本来は、主である自分がつくって客たる相手をもてなすというのが食べ物を
メディアとする、コミ二ケーションンのあり方です。昔は、人を招いてご馳走
することを「主(あるじ)もうけ」とも言いました。この言葉はそういう機微
ですね。つまり、主人がつくって客をもてなす、で、実際にそういう場合も
多くある。 そのほかに料理屋に行くという形の「主もうけ」もありますね。
それは、ほんとは自分でつくってもてなしたいけれど、その技術を持って
いないとか、自分よりずっと上手な人がいるというので、その板前さんに委嘱
して、自分のかわりに料理してもらっているわけです。 それが、料理屋で
もてなすという本来の意味です。つまり、なぜ、この店に招いたかというと、
ここの料理が美味しいので、これをぜひ食べて欲しいのに、全然料理の味
なんかそっちのけで、つまらないゴルフの話ばかりしていられたら、
主がわも、またその代理としての板前さんも、がっかりしてしまうでしょう。
そういうことを考えてもわかるように、料理というのは、コミュニケーション
のための手段、つまりメディアなんです。

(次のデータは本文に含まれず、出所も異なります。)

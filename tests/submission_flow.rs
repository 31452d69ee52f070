use carbon_footprint::calculator::SubmissionForm;
use carbon_footprint::chart::{ChartOutcome, chart_data};
use carbon_footprint::report::{history_table, layout_report, PageSetup};
use carbon_footprint::{AppConfig, FootprintService, LedgerSnapshot, SubmitError, ValidationError};
use chrono::NaiveDate;
use std::fs;

fn init_logging() {
    let _ = env_logger::builder().is_test(true).try_init();
}

fn form(name: &str, year: &str, efficiency: &str) -> SubmissionForm {
    SubmissionForm {
        name: Some(name.to_string()),
        year: Some(year.to_string()),
        electricity: Some("100".to_string()),
        gas: Some("50".to_string()),
        fuel: Some("0".to_string()),
        waste: Some("10".to_string()),
        recycling: Some("50".to_string()),
        kilometers: Some("200".to_string()),
        efficiency: Some(efficiency.to_string()),
    }
}

#[test]
fn accepted_submission_is_recorded_and_reported() {
    init_logging();
    let dir = tempfile::tempdir().unwrap();
    let config = AppConfig::rooted_at(dir.path());
    let service = FootprintService::new(config.clone()).unwrap();

    let outcome = service.submit(&form("Acme", "2024", "20")).unwrap();
    assert!((outcome.record.total_co2 - 61.08).abs() < 1e-9);

    let snapshot = service.load_all().unwrap();
    assert_eq!(snapshot.complete_records(), vec![outcome.record.clone()]);

    let report = outcome.report.expect("report is written even without a chart");
    assert_eq!(report, config.report_dir.join("Acme_2024_report.pdf"));
    assert!(report.exists());

    // Without system fonts the chart may fail; that only adds a notice.
    match &outcome.chart {
        ChartOutcome::Rendered(path) => assert!(path.exists()),
        ChartOutcome::Failed(_) => assert!(!outcome.notices.is_empty()),
        ChartOutcome::Skipped(reason) => panic!("unexpected skip: {}", reason),
    }
}

#[test]
fn zero_efficiency_is_rejected_before_append() {
    init_logging();
    let dir = tempfile::tempdir().unwrap();
    let service = FootprintService::new(AppConfig::rooted_at(dir.path())).unwrap();

    let result = service.submit(&form("Acme", "2024", "0"));
    assert!(matches!(
        result,
        Err(SubmitError::Validation(ValidationError::NonPositiveEfficiency))
    ));
    assert!(service.load_all().unwrap().rows().is_empty());
}

#[test]
fn repeated_submissions_accumulate() {
    let dir = tempfile::tempdir().unwrap();
    let service = FootprintService::new(AppConfig::rooted_at(dir.path())).unwrap();

    service.submit(&form("Zed", "2023", "20")).unwrap();
    service.submit(&form("Acme", "2024", "20")).unwrap();
    service.submit(&form("Acme", "2024", "10")).unwrap();

    let snapshot = service.load_all().unwrap();
    assert_eq!(snapshot.rows().len(), 3);

    let ordered: Vec<String> = history_table(&snapshot)
        .iter()
        .map(|r| format!("{} {}", r.name, r.year))
        .collect();
    assert_eq!(ordered, vec!["Acme 2024", "Acme 2024", "Zed 2023"]);

    // Chart bars follow year order and do not change between renders.
    let first = chart_data(&snapshot).unwrap();
    let second = chart_data(&service.load_all().unwrap()).unwrap();
    assert_eq!(first, second);
    assert_eq!(first[0].label, "Zed (2023)");
}

#[test]
fn non_numeric_total_is_left_out_of_the_report_table() {
    let dir = tempfile::tempdir().unwrap();
    let config = AppConfig::rooted_at(dir.path());
    let service = FootprintService::new(config.clone()).unwrap();

    let outcome = service.submit(&form("Acme", "2024", "20")).unwrap();
    let mut ledger = fs::read_to_string(&config.ledger_path).unwrap();
    ledger.push_str("Broken,2024,1,1,1,not-a-number\n");
    fs::write(&config.ledger_path, ledger).unwrap();

    let snapshot = service.load_all().unwrap();
    assert_eq!(snapshot.rows().len(), 2);

    let layout = layout_report(
        &outcome.record,
        Ok(&snapshot),
        None,
        NaiveDate::from_ymd_opt(2024, 6, 1).unwrap(),
        &PageSetup::default(),
    );
    assert!(!layout.texts().any(|t| t == "Broken"));
    assert!(layout.texts().any(|t| t == "Average Total CO2: 61.08 kg"));

    let report = service.build_report(&outcome.record).unwrap();
    assert!(report.exists());
}

#[test]
fn removed_ledger_reads_as_no_data() {
    let dir = tempfile::tempdir().unwrap();
    let config = AppConfig::rooted_at(dir.path());
    let service = FootprintService::new(config.clone()).unwrap();
    fs::remove_file(&config.ledger_path).unwrap();

    assert_eq!(service.load_all().unwrap(), LedgerSnapshot::NoData);
    assert!(matches!(service.render_chart(), ChartOutcome::Skipped(_)));
}

#[test]
fn unreadable_ledger_is_surfaced_as_a_notice() {
    init_logging();
    let dir = tempfile::tempdir().unwrap();
    let config = AppConfig::rooted_at(dir.path());
    // A header line that is not UTF-8 can be appended to but not read back.
    fs::write(&config.ledger_path, b"\xff\xfe\n").unwrap();
    let service = FootprintService::new(config.clone()).unwrap();

    let outcome = service.submit(&form("Acme", "2024", "20")).unwrap();
    assert!(service.load_all().is_err());
    assert!(
        outcome
            .notices
            .iter()
            .any(|n| n.starts_with("Historical data could not be read"))
    );
    let report = outcome.report.expect("report is still written");
    assert!(report.exists());
}

#[test]
fn ledger_path_that_is_a_directory_still_yields_a_report() {
    let dir = tempfile::tempdir().unwrap();
    let mut config = AppConfig::rooted_at(dir.path());
    config.ledger_path = dir.path().join("ledger_dir");
    fs::create_dir_all(&config.ledger_path).unwrap();
    let service = FootprintService::new(config.clone()).unwrap();

    let record = service
        .compute(&form("Acme", "2024", "20").parse().unwrap())
        .unwrap();
    assert!(service.load_all().is_err());
    let report = service.build_report(&record).unwrap();
    assert_eq!(report, config.report_dir.join("Acme_2024_report.pdf"));
}
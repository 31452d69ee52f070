use thiserror::Error;

/// Rejected submission input. Nothing is persisted when one of these is raised.
#[derive(Error, Debug, Clone, PartialEq)]
pub enum ValidationError {
    #[error("Name cannot be empty.")]
    EmptyName,

    #[error("Year is required.")]
    MissingYear,

    #[error("'{field}' must be a number (got '{value}').")]
    NotANumber { field: &'static str, value: String },

    #[error("'{field}' must be a whole number (got '{value}').")]
    NotAnInteger { field: &'static str, value: String },

    #[error("'{field}' cannot be negative.")]
    Negative { field: &'static str },

    #[error("'{field}' must be a finite number.")]
    NotFinite { field: &'static str },

    #[error("Fuel efficiency must be greater than zero.")]
    NonPositiveEfficiency,

    #[error("Recycling percentage cannot exceed 100.")]
    RecyclingAbove100,
}

#[derive(Error, Debug)]
pub enum LedgerError {
    #[error("ledger I/O error: {0}")]
    Io(#[from] std::io::Error),

    #[error("ledger CSV error: {0}")]
    Csv(#[from] csv::Error),
}

#[derive(Error, Debug)]
pub enum ReportError {
    #[error("report I/O error: {0}")]
    Io(#[from] std::io::Error),

    #[error("PDF error: {0}")]
    Pdf(#[from] lopdf::Error),

    #[error("chart image error: {0}")]
    Image(#[from] image::ImageError),
}

/// Failure of the submit pipeline before a record reached the ledger.
#[derive(Error, Debug)]
pub enum SubmitError {
    #[error(transparent)]
    Validation(#[from] ValidationError),

    #[error(transparent)]
    Ledger(#[from] LedgerError),
}
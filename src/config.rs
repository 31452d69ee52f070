use std::path::PathBuf;

// Defaults
pub const LEDGER_FILE: &str = "carbon_data.csv";
pub const STATIC_DIR: &str = "static";
pub const CHART_FILE: &str = "graph.png";
pub const REPORTS_DIR: &str = "reports";
pub const BIND_ADDR: &str = "127.0.0.1:5000";

/// Locations of every artifact the application reads or writes
#[derive(Clone, Debug, PartialEq)]
pub struct AppConfig {
    /// CSV ledger of all submissions
    pub ledger_path: PathBuf,

    /// Folder served under `/static`; the chart lives here
    pub static_dir: PathBuf,

    /// File name of the chart inside `static_dir`
    pub chart_file: String,

    /// Folder of generated PDF reports, served under `/reports`
    pub report_dir: PathBuf,

    /// Address the web server listens on
    pub bind_addr: String,
}

impl Default for AppConfig {
    fn default() -> Self {
        Self {
            ledger_path: PathBuf::from(LEDGER_FILE),
            static_dir: PathBuf::from(STATIC_DIR),
            chart_file: CHART_FILE.to_string(),
            report_dir: PathBuf::from(REPORTS_DIR),
            bind_addr: BIND_ADDR.to_string(),
        }
    }
}

impl AppConfig {
    /// Default layout rooted at `root` instead of the working directory
    pub fn rooted_at(root: impl Into<PathBuf>) -> Self {
        let root = root.into();
        Self {
            ledger_path: root.join(LEDGER_FILE),
            static_dir: root.join(STATIC_DIR),
            report_dir: root.join(REPORTS_DIR),
            ..Self::default()
        }
    }

    pub fn chart_path(&self) -> PathBuf {
        self.static_dir.join(&self.chart_file)
    }
}

#[cfg(test)]
mod tests {
    use super::*;

    #[test]
    fn chart_lives_in_the_static_folder() {
        let config = AppConfig::rooted_at("/srv/carbon");
        assert_eq!(config.chart_path(), PathBuf::from("/srv/carbon/static/graph.png"));
        assert_eq!(config.ledger_path, PathBuf::from("/srv/carbon/carbon_data.csv"));
        assert_eq!(config.bind_addr, BIND_ADDR);
    }
}
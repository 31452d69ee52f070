use serde::{Deserialize, Serialize};

use crate::error::ValidationError;

/// Months per year; inputs are monthly quantities.
const MONTHS: f64 = 12.0;

const ELECTRICITY_FACTOR: f64 = 0.0005;
const GAS_FACTOR: f64 = 0.0053;
const FUEL_FACTOR: f64 = 2.32;
const WASTE_FACTOR: f64 = 0.57;
const TRAVEL_FACTOR: f64 = 2.31;

/// Annual CO2 from electricity, natural gas and fuel usage
///
/// Each argument is a monthly quantity. The result is annualized and
/// weighted by the fixed emission factor of its source.
///
/// # Arguments
/// * `electricity_kwh` - Monthly electricity consumption
/// * `gas_units` - Monthly natural gas consumption
/// * `fuel_units` - Monthly fuel consumption
///
/// # Returns
/// * `f64` - Kilograms of CO2-equivalent per year
///
/// # Examples
/// ```
/// use carbon_footprint::calculator::energy_usage;
///
/// let kg = energy_usage(100.0, 50.0, 0.0);
/// assert!((kg - 3.78).abs() < 1e-9);
/// ```
pub fn energy_usage(electricity_kwh: f64, gas_units: f64, fuel_units: f64) -> f64 {
    electricity_kwh * MONTHS * ELECTRICITY_FACTOR
        + gas_units * MONTHS * GAS_FACTOR
        + fuel_units * MONTHS * FUEL_FACTOR
}

/// Annual CO2 from waste, reduced by the share diverted to recycling
///
/// # Arguments
/// * `waste_units` - Monthly waste produced
/// * `recycling_percent` - Share of the waste that is recycled, 0 to 100
///
/// # Returns
/// * `f64` - Kilograms of CO2-equivalent per year
pub fn waste_impact(waste_units: f64, recycling_percent: f64) -> f64 {
    waste_units * MONTHS * WASTE_FACTOR * (1.0 - recycling_percent / 100.0)
}

/// CO2 from business travel
///
/// `fuel_efficiency` is distance per unit of fuel and must be strictly
/// positive; callers validate it before getting here.
pub fn business_travel(kilometers: f64, fuel_efficiency: f64) -> f64 {
    kilometers * (1.0 / fuel_efficiency) * TRAVEL_FACTOR
}

/// Raw submission as it arrives from a form
///
/// Every field is optional text. Missing quantities count as zero, present
/// but unparseable ones are rejected by [`SubmissionForm::parse`].
#[derive(Debug, Clone, Default, Serialize, Deserialize)]
#[serde(default)]
pub struct SubmissionForm {
    pub name: Option<String>,
    pub year: Option<String>,
    pub electricity: Option<String>,
    pub gas: Option<String>,
    pub fuel: Option<String>,
    pub waste: Option<String>,
    pub recycling: Option<String>,
    pub kilometers: Option<String>,
    pub efficiency: Option<String>,
}

impl SubmissionForm {
    /// Parse every field into typed activity inputs
    ///
    /// This only checks that the values are numbers. Range checks happen in
    /// [`ActivityInputs::validate`].
    pub fn parse(&self) -> Result<ActivityInputs, ValidationError> {
        let name = self.name.as_deref().unwrap_or("").trim().to_string();

        let year = match self.year.as_deref().map(str::trim) {
            None | Some("") => return Err(ValidationError::MissingYear),
            Some(raw) => raw
                .parse::<i32>()
                .map_err(|_| ValidationError::NotAnInteger {
                    field: "year",
                    value: raw.to_string(),
                })?,
        };

        Ok(ActivityInputs {
            name,
            year,
            electricity: parse_quantity("electricity", &self.electricity)?,
            gas: parse_quantity("gas", &self.gas)?,
            fuel: parse_quantity("fuel", &self.fuel)?,
            waste: parse_quantity("waste", &self.waste)?,
            recycling: parse_quantity("recycling", &self.recycling)?,
            kilometers: parse_quantity("kilometers", &self.kilometers)?,
            efficiency: parse_quantity("efficiency", &self.efficiency)?,
        })
    }
}

fn parse_quantity(field: &'static str, raw: &Option<String>) -> Result<f64, ValidationError> {
    match raw {
        None => Ok(0.0),
        Some(value) => value
            .trim()
            .parse::<f64>()
            .map_err(|_| ValidationError::NotANumber {
                field,
                value: value.clone(),
            }),
    }
}

/// Typed activity quantities for one submitter and year
#[derive(Debug, Clone, PartialEq, Serialize, Deserialize)]
pub struct ActivityInputs {
    pub name: String,
    pub year: i32,
    pub electricity: f64,
    pub gas: f64,
    pub fuel: f64,
    pub waste: f64,
    pub recycling: f64,
    pub kilometers: f64,
    pub efficiency: f64,
}

impl ActivityInputs {
    /// Check the ranges every formula relies on
    ///
    /// # Errors
    /// * `EmptyName` if the name is blank
    /// * `NotFinite` / `Negative` for any quantity outside `[0, inf)`
    /// * `NonPositiveEfficiency` if fuel efficiency is zero or below
    /// * `RecyclingAbove100` if more than all of the waste is recycled
    pub fn validate(&self) -> Result<(), ValidationError> {
        if self.name.trim().is_empty() {
            return Err(ValidationError::EmptyName);
        }

        let quantities = [
            ("electricity", self.electricity),
            ("gas", self.gas),
            ("fuel", self.fuel),
            ("waste", self.waste),
            ("recycling", self.recycling),
            ("kilometers", self.kilometers),
            ("efficiency", self.efficiency),
        ];
        for (field, value) in quantities {
            if !value.is_finite() {
                return Err(ValidationError::NotFinite { field });
            }
            if value < 0.0 {
                return Err(ValidationError::Negative { field });
            }
        }

        if self.efficiency <= 0.0 {
            return Err(ValidationError::NonPositiveEfficiency);
        }
        if self.recycling > 100.0 {
            return Err(ValidationError::RecyclingAbove100);
        }

        Ok(())
    }
}

/// One computed footprint, as stored in the ledger
#[derive(Debug, Clone, PartialEq, Serialize, Deserialize)]
pub struct SubmissionRecord {
    pub name: String,
    pub year: i32,
    pub electricity_co2: f64,
    pub waste_co2: f64,
    pub travel_co2: f64,
    pub total_co2: f64,
}

impl SubmissionRecord {
    /// Field/value pairs in ledger column order, for echoing a submission back
    pub fn fields(&self) -> Vec<(&'static str, String)> {
        vec![
            ("Name", self.name.clone()),
            ("Year", self.year.to_string()),
            ("Electricity (kg CO2)", format!("{:.2}", self.electricity_co2)),
            ("Waste (kg CO2)", format!("{:.2}", self.waste_co2)),
            ("Travel (kg CO2)", format!("{:.2}", self.travel_co2)),
            ("Total (kg CO2)", format!("{:.2}", self.total_co2)),
        ]
    }
}

/// Validate the inputs and compute the footprint record
///
/// # Examples
/// ```
/// use carbon_footprint::calculator::{compute, ActivityInputs};
///
/// let inputs = ActivityInputs {
///     name: "Acme".to_string(),
///     year: 2024,
///     electricity: 100.0,
///     gas: 50.0,
///     fuel: 0.0,
///     waste: 10.0,
///     recycling: 50.0,
///     kilometers: 200.0,
///     efficiency: 20.0,
/// };
/// let record = compute(&inputs).unwrap();
/// assert!((record.total_co2 - 61.08).abs() < 1e-9);
/// ```
pub fn compute(inputs: &ActivityInputs) -> Result<SubmissionRecord, ValidationError> {
    inputs.validate()?;

    let electricity_co2 = energy_usage(inputs.electricity, inputs.gas, inputs.fuel);
    let waste_co2 = waste_impact(inputs.waste, inputs.recycling);
    let travel_co2 = business_travel(inputs.kilometers, inputs.efficiency);

    Ok(SubmissionRecord {
        name: inputs.name.trim().to_string(),
        year: inputs.year,
        electricity_co2,
        waste_co2,
        travel_co2,
        total_co2: electricity_co2 + waste_co2 + travel_co2,
    })
}

#[cfg(test)]
mod tests {
    use super::*;

    const EPS: f64 = 1e-9;

    fn scenario() -> ActivityInputs {
        ActivityInputs {
            name: "Acme".to_string(),
            year: 2024,
            electricity: 100.0,
            gas: 50.0,
            fuel: 0.0,
            waste: 10.0,
            recycling: 50.0,
            kilometers: 200.0,
            efficiency: 20.0,
        }
    }

    #[test]
    fn energy_usage_is_linear_in_each_argument() {
        let base = energy_usage(10.0, 20.0, 3.0);
        assert!((energy_usage(20.0, 40.0, 6.0) - 2.0 * base).abs() < EPS);
        assert!(energy_usage(11.0, 20.0, 3.0) >= base);
        assert!(energy_usage(10.0, 21.0, 3.0) >= base);
        assert!(energy_usage(10.0, 20.0, 4.0) >= base);
        assert_eq!(energy_usage(0.0, 0.0, 0.0), 0.0);
    }

    #[test]
    fn waste_impact_bounds() {
        assert!((waste_impact(10.0, 0.0) - 10.0 * 12.0 * 0.57).abs() < EPS);
        assert!(waste_impact(10.0, 100.0).abs() < EPS);

        let mut previous = f64::INFINITY;
        for percent in [0.0, 10.0, 25.0, 50.0, 75.0, 100.0] {
            let kg = waste_impact(8.0, percent);
            assert!(kg <= previous);
            previous = kg;
        }
    }

    #[test]
    fn business_travel_reference_value() {
        assert!((business_travel(100.0, 10.0) - 23.1).abs() < EPS);
    }

    #[test]
    fn scenario_totals() {
        let record = compute(&scenario()).unwrap();
        assert!((record.electricity_co2 - 3.78).abs() < EPS);
        assert!((record.waste_co2 - 34.2).abs() < EPS);
        assert!((record.travel_co2 - 23.1).abs() < EPS);
        assert!((record.total_co2 - 61.08).abs() < EPS);
        assert!(
            (record.total_co2 - (record.electricity_co2 + record.waste_co2 + record.travel_co2))
                .abs()
                < EPS
        );
    }

    #[test]
    fn zero_efficiency_is_rejected() {
        let mut inputs = scenario();
        inputs.efficiency = 0.0;
        assert_eq!(compute(&inputs), Err(ValidationError::NonPositiveEfficiency));
    }

    #[test]
    fn negative_quantity_names_the_field() {
        let mut inputs = scenario();
        inputs.kilometers = -1.0;
        assert_eq!(
            inputs.validate(),
            Err(ValidationError::Negative {
                field: "kilometers"
            })
        );
    }

    #[test]
    fn recycling_over_100_is_rejected() {
        let mut inputs = scenario();
        inputs.recycling = 120.0;
        assert_eq!(inputs.validate(), Err(ValidationError::RecyclingAbove100));
    }

    #[test]
    fn blank_name_is_rejected() {
        let mut inputs = scenario();
        inputs.name = "   ".to_string();
        assert_eq!(inputs.validate(), Err(ValidationError::EmptyName));
    }

    #[test]
    fn form_parsing() {
        let form = SubmissionForm {
            name: Some("  Acme ".to_string()),
            year: Some("2024".to_string()),
            electricity: Some("100".to_string()),
            efficiency: Some("20".to_string()),
            ..Default::default()
        };
        let inputs = form.parse().unwrap();
        assert_eq!(inputs.name, "Acme");
        assert_eq!(inputs.year, 2024);
        assert_eq!(inputs.electricity, 100.0);
        assert_eq!(inputs.gas, 0.0);

        let bad = SubmissionForm {
            gas: Some("lots".to_string()),
            ..form.clone()
        };
        assert_eq!(
            bad.parse(),
            Err(ValidationError::NotANumber {
                field: "gas",
                value: "lots".to_string()
            })
        );

        let no_year = SubmissionForm {
            year: None,
            ..form
        };
        assert_eq!(no_year.parse(), Err(ValidationError::MissingYear));
    }
}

プロの料理人は料理に命を賭けて
いる人たちですから、いい板前さんは一生懸命考えて、大変な努力をして、
板長になっていく。そういう人が、多くの知恵を結集して、額に汗して
出してきたものを、知らん顔して食べていては、それは仁義にもとる。
薀蓄など語る必要はないのです。「美味しいな〜」だけでいいんです。】
▼ ファミレス、イタメシなどは、その店の個性があり、それに惹かれて
客は店に行く。その個性が店のメッセージになる。美味しいものを食べつく
してきたので、それほど美味しいものを食べたい欲求は少ない。それより、
店の醸し出す雰囲気が好きで、それを求めていく。それ自体、既にコミュニケ
が始っている。 隣の席で、私が注文した料理の薀蓄を自分の部下の女性に
得々と話している人がいたが、これほど不愉快なことはなかった。
家内も私も、美味しい料理の場合は、小さな声で、美味い美味いと自然に言う。
それが、更に美味しくなることを知っているからだ。チョットした店構え
の店で、売りにしているものが美味くないわけがない。ビジネスマンは、
その交渉の前後に食事を共にとる。 食事を通してメッセージが幾重にも
伝わる効果があるからだ。
10月08日(木)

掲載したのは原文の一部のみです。